- Coat of arms
- Gmina Mieszkowice
- Coordinates (Mieszkowice): 52°47′N 14°29′E﻿ / ﻿52.783°N 14.483°E
- Country: Poland
- Voivodeship: West Pomeranian
- County: Gryfino
- Seat: Mieszkowice

Area
- • Total: 238.67 km^{2} (92.15 sq mi)

Population (2006)
- • Total: 7,457
- • Density: 31/km^{2} (81/sq mi)
- • Urban: 3,553
- • Rural: 3,904
- Website: http://www.mieszkowice.pl/

= Gmina Mieszkowice =

Gmina Mieszkowice is an urban-rural gmina (administrative district) in Gryfino County, West Pomeranian Voivodeship, in north-western Poland, on the German border. Its seat is the town of Mieszkowice, which lies approximately 52 km south of Gryfino and 71 km south of the regional capital Szczecin.
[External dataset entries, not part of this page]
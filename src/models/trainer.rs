//! Training procedure: CSV to persisted model bundle

use crate::config::TrainingConfig;
use crate::dataset::load_training_records;
use crate::error::{PipelineError, Result};
use crate::feature_extractor::{FeatureExtractor, CATEGORICAL_FEATURES, NUMERIC_FEATURES};
use crate::models::bundle::{BundleMetadata, ClassifierPipeline, ModelBundle};
use crate::models::evaluation::{roc_auc, ClassificationReport};
use crate::models::loader::ClassIndex;
use crate::models::logistic::LogisticRegression;
use crate::models::preprocessor::FeaturePreprocessor;
use crate::models::split::stratified_split;
use crate::types::frame::FeatureFrame;
use crate::types::prediction::Label;
use crate::types::record::ApplicantRecord;
use chrono::Utc;
use std::path::Path;
use std::time::Instant;
use tracing::{info, warn};

/// Result of a training run
#[derive(Debug, Clone)]
pub struct TrainingOutcome {
    pub bundle: ModelBundle,
    /// Hold-out report; `None` when the test split is empty
    pub report: Option<ClassificationReport>,
    /// ROC-AUC with INTEGRAL as positive class, when defined
    pub roc_auc: Option<f64>,
    pub train_rows: usize,
    pub test_rows: usize,
    /// Rows whose target mapped to no label
    pub dropped_unlabeled: usize,
}

pub struct ModelTrainer {
    config: TrainingConfig,
    reference_year: i32,
    extractor: FeatureExtractor,
}

impl ModelTrainer {
    pub fn new(config: TrainingConfig, reference_year: i32) -> Self {
        Self {
            config,
            reference_year,
            extractor: FeatureExtractor::new(),
        }
    }

    /// Attach labels and drop rows whose target is not a known label.
    pub fn prepare(records: Vec<ApplicantRecord>) -> (Vec<ApplicantRecord>, Vec<Label>, usize) {
        let total = records.len();
        let (kept, labels): (Vec<ApplicantRecord>, Vec<Label>) = records
            .into_iter()
            .filter_map(|r| {
                let label = r.scholarship_type.as_deref().and_then(Label::from_target_text)?;
                Some((r, label))
            })
            .unzip();
        let dropped = total - kept.len();
        (kept, labels, dropped)
    }

    /// Fit a bundle on cleaned records. Nothing is written to disk.
    pub fn fit(&self, records: Vec<ApplicantRecord>) -> Result<TrainingOutcome> {
        let started = Instant::now();
        let (records, labels, dropped_unlabeled) = Self::prepare(records);
        if records.is_empty() {
            return Err(PipelineError::EmptyDataset(format!(
                "no labeled rows ({} dropped without a recognizable target)",
                dropped_unlabeled
            )));
        }
        if dropped_unlabeled > 0 {
            info!(dropped = dropped_unlabeled, "Dropped rows without a target label");
        }

        let frame = self.extractor.extract(&records)?;
        let (train_idx, test_idx) =
            stratified_split(&labels, self.config.test_size, self.config.seed);
        let pick = |idx: &[usize]| idx.iter().map(|&i| labels[i]).collect::<Vec<Label>>();
        let (y_train, y_test) = (pick(&train_idx), pick(&test_idx));
        let train_frame = frame.select_rows(&train_idx);
        let test_frame = frame.select_rows(&test_idx);

        info!(
            train_rows = train_idx.len(),
            test_rows = test_idx.len(),
            seed = self.config.seed,
            "Stratified split complete"
        );

        let preprocessor = FeaturePreprocessor::fit(
            &train_frame,
            &CATEGORICAL_FEATURES,
            &NUMERIC_FEATURES,
            self.config.min_frequency,
        )?;
        let x_train = preprocessor.transform(&train_frame)?;
        let classifier =
            LogisticRegression::fit(&x_train, &y_train, &self.config.logistic_params())?;
        let pipeline = ClassifierPipeline::new(preprocessor, classifier);

        let (report, auc) = if test_idx.is_empty() {
            warn!("Test split is empty, skipping evaluation");
            (None, None)
        } else {
            self.evaluate(&pipeline, &test_frame, &y_test)?
        };

        let metadata = BundleMetadata {
            trained_at: Utc::now(),
            train_rows: train_idx.len(),
            test_rows: test_idx.len(),
            reference_year: self.reference_year,
            accuracy: report.as_ref().map(|r| r.accuracy),
            roc_auc: auc,
        };
        let bundle = ModelBundle::new(pipeline, self.extractor.feature_names(), metadata);
        bundle.validate()?;

        info!(
            elapsed_ms = started.elapsed().as_millis() as u64,
            classes = ?bundle.classes,
            accuracy = ?bundle.metadata.accuracy,
            roc_auc = ?auc,
            "Training complete"
        );

        Ok(TrainingOutcome {
            bundle,
            report,
            roc_auc: auc,
            train_rows: train_idx.len(),
            test_rows: test_idx.len(),
            dropped_unlabeled,
        })
    }

    fn evaluate(
        &self,
        pipeline: &ClassifierPipeline,
        test_frame: &FeatureFrame,
        y_test: &[Label],
    ) -> Result<(Option<ClassificationReport>, Option<f64>)> {
        let predicted = pipeline.predict(test_frame)?;
        let report = ClassificationReport::new(y_test, &predicted);

        let classes = pipeline.classifier.classes();
        let auc = match ClassIndex::from_classes(classes).index_of(Label::Integral) {
            Some(col) if classes.len() == 2 => {
                let proba = pipeline.predict_proba(test_frame)?;
                let scores: Vec<f64> = proba.column(col).to_vec();
                let positive: Vec<bool> = y_test.iter().map(|l| *l == Label::Integral).collect();
                roc_auc(&positive, &scores)
            }
            _ => None,
        };

        Ok((Some(report), auc))
    }

    /// Full run: read and clean the CSV, fit, then persist the bundle.
    /// On any error before the final write, no file is created at `out`.
    pub fn train_from_csv<P: AsRef<Path>, Q: AsRef<Path>>(
        &self,
        data: P,
        out: Q,
    ) -> Result<TrainingOutcome> {
        let records = load_training_records(data)?;
        let outcome = self.fit(records)?;
        outcome.bundle.save(out)?;
        Ok(outcome)
    }
}
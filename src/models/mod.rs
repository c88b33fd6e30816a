//! Model pipeline: preprocessing, classifier, training and inference

pub mod bundle;
pub mod evaluation;
pub mod inference;
pub mod loader;
pub mod logistic;
pub mod preprocessor;
pub mod split;
pub mod trainer;

pub use bundle::{ClassifierPipeline, ModelBundle};
pub use inference::InferenceEngine;
pub use loader::{ClassIndex, ModelLoader};
pub use trainer::{ModelTrainer, TrainingOutcome};
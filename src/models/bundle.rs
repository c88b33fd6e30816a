//! Persisted model artifact.
//!
//! A bundle carries the fitted preprocessing + classifier pipeline, the class
//! labels in classifier order, and the feature columns the pipeline expects.
//! It is written once by training and only ever read afterwards.

use crate::error::{PipelineError, Result};
use crate::models::logistic::LogisticRegression;
use crate::models::preprocessor::FeaturePreprocessor;
use crate::types::frame::FeatureFrame;
use crate::types::prediction::Label;
use chrono::{DateTime, Utc};
use ndarray::Array2;
use serde::{Deserialize, Serialize};
use std::fs;
use std::io::{BufWriter, Write};
use std::path::Path;
use tempfile::NamedTempFile;
use tracing::info;

/// Transform-and-classify pipeline
#[derive(Debug, Clone, PartialEq, Serialize, Deserialize)]
pub struct ClassifierPipeline {
    pub preprocessor: FeaturePreprocessor,
    pub classifier: LogisticRegression,
}

impl ClassifierPipeline {
    pub fn new(preprocessor: FeaturePreprocessor, classifier: LogisticRegression) -> Self {
        Self {
            preprocessor,
            classifier,
        }
    }

    /// Probability matrix, columns in `classifier.classes()` order
    pub fn predict_proba(&self, frame: &FeatureFrame) -> Result<Array2<f64>> {
        let x = self.preprocessor.transform(frame)?;
        self.classifier.predict_proba(&x)
    }

    pub fn predict(&self, frame: &FeatureFrame) -> Result<Vec<Label>> {
        let x = self.preprocessor.transform(frame)?;
        self.classifier.predict(&x)
    }
}

/// Descriptive training metadata
#[derive(Debug, Clone, PartialEq, Serialize, Deserialize)]
pub struct BundleMetadata {
    pub trained_at: DateTime<Utc>,
    pub train_rows: usize,
    pub test_rows: usize,
    /// Year assumed for conversational requests
    pub reference_year: i32,
    #[serde(default)]
    pub accuracy: Option<f64>,
    #[serde(default)]
    pub roc_auc: Option<f64>,
}

#[derive(Debug, Clone, PartialEq, Serialize, Deserialize)]
pub struct ModelBundle {
    pub pipeline: ClassifierPipeline,
    /// Class labels in classifier order
    pub classes: Vec<Label>,
    /// Columns expected in the inference frame
    pub feature_columns: Vec<String>,
    pub metadata: BundleMetadata,
}

impl ModelBundle {
    pub fn new(
        pipeline: ClassifierPipeline,
        feature_columns: Vec<String>,
        metadata: BundleMetadata,
    ) -> Self {
        let classes = pipeline.classifier.classes().to_vec();
        Self {
            pipeline,
            classes,
            feature_columns,
            metadata,
        }
    }

    /// Reject bundles whose parts disagree with each other.
    pub fn validate(&self) -> Result<()> {
        if self.classes.is_empty() {
            return Err(PipelineError::InvalidArtifact(
                "bundle lists no classes".to_string(),
            ));
        }
        if self.classes != self.pipeline.classifier.classes() {
            return Err(PipelineError::InvalidArtifact(format!(
                "class list {:?} does not match classifier classes {:?}",
                self.classes,
                self.pipeline.classifier.classes()
            )));
        }
        if self.pipeline.preprocessor.output_width() != self.pipeline.classifier.n_features() {
            return Err(PipelineError::InvalidArtifact(format!(
                "preprocessor emits {} columns but classifier expects {}",
                self.pipeline.preprocessor.output_width(),
                self.pipeline.classifier.n_features()
            )));
        }

        let unknown: Vec<String> = self
            .pipeline
            .preprocessor
            .input_columns()
            .into_iter()
            .filter(|c| !self.feature_columns.contains(c))
            .collect();
        if !unknown.is_empty() {
            return Err(PipelineError::InvalidArtifact(format!(
                "pipeline reads columns not listed as features: {}",
                unknown.join(", ")
            )));
        }
        Ok(())
    }

    /// Write the bundle as JSON. The file appears at `path` only once it is
    /// complete; parent directories are created as needed.
    pub fn save<P: AsRef<Path>>(&self, path: P) -> Result<()> {
        let path = path.as_ref();
        let parent = match path.parent() {
            Some(p) if !p.as_os_str().is_empty() => p,
            _ => Path::new("."),
        };
        fs::create_dir_all(parent)?;

        let tmp = NamedTempFile::new_in(parent)?;
        {
            let mut writer = BufWriter::new(tmp.as_file());
            serde_json::to_writer(&mut writer, self)?;
            writer.flush()?;
        }
        tmp.as_file().sync_all()?;
        tmp.persist(path).map_err(|e| PipelineError::Io(e.error))?;

        info!(
            path = %path.display(),
            classes = ?self.classes,
            features = self.feature_columns.len(),
            "Model bundle saved"
        );
        Ok(())
    }

    /// Read and validate a bundle.
    pub fn load<P: AsRef<Path>>(path: P) -> Result<Self> {
        let path = path.as_ref();
        if !path.exists() {
            return Err(PipelineError::ModelNotFound(path.to_path_buf()));
        }
        let bytes = fs::read(path)?;
        let bundle: ModelBundle = serde_json::from_slice(&bytes)
            .map_err(|e| PipelineError::InvalidArtifact(format!("{}: {}", path.display(), e)))?;
        bundle.validate()?;
        Ok(bundle)
    }
}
The gmina covers an area of 238.67 km2, and as of 2006 its total population is 7,457 (out of which the population of Mieszkowice amounts to 3,553, and the population of the rural part of the gmina is 3,904).

The gmina contains part of the protected area called Cedynia Landscape Park.

==Villages==
Apart from the town of Mieszkowice, Gmina Mieszkowice contains the villages and settlements of Chrzęstno, Czelin, Goszków, Goszkówek, Gozdowice, Jamno, Kamionka, Kępa Troszyńska, Kiwity, Kłosów, Kurzycko, Mirogniew, Motary, Nowiny, Ostępy, Plany, Ranowo, Rogaczewo, Sitno, Stare Łysogórki, Stary Błeszyn, Starzyn, Troszyn, Wierzchlas, Wierzchlasek and Zielin.

==Neighbouring gminas==
Gmina Mieszkowice is bordered by the gminas of Boleszkowice, Cedynia, Chojna, Dębno, Moryń and Trzcińsko-Zdrój. It also borders Germany.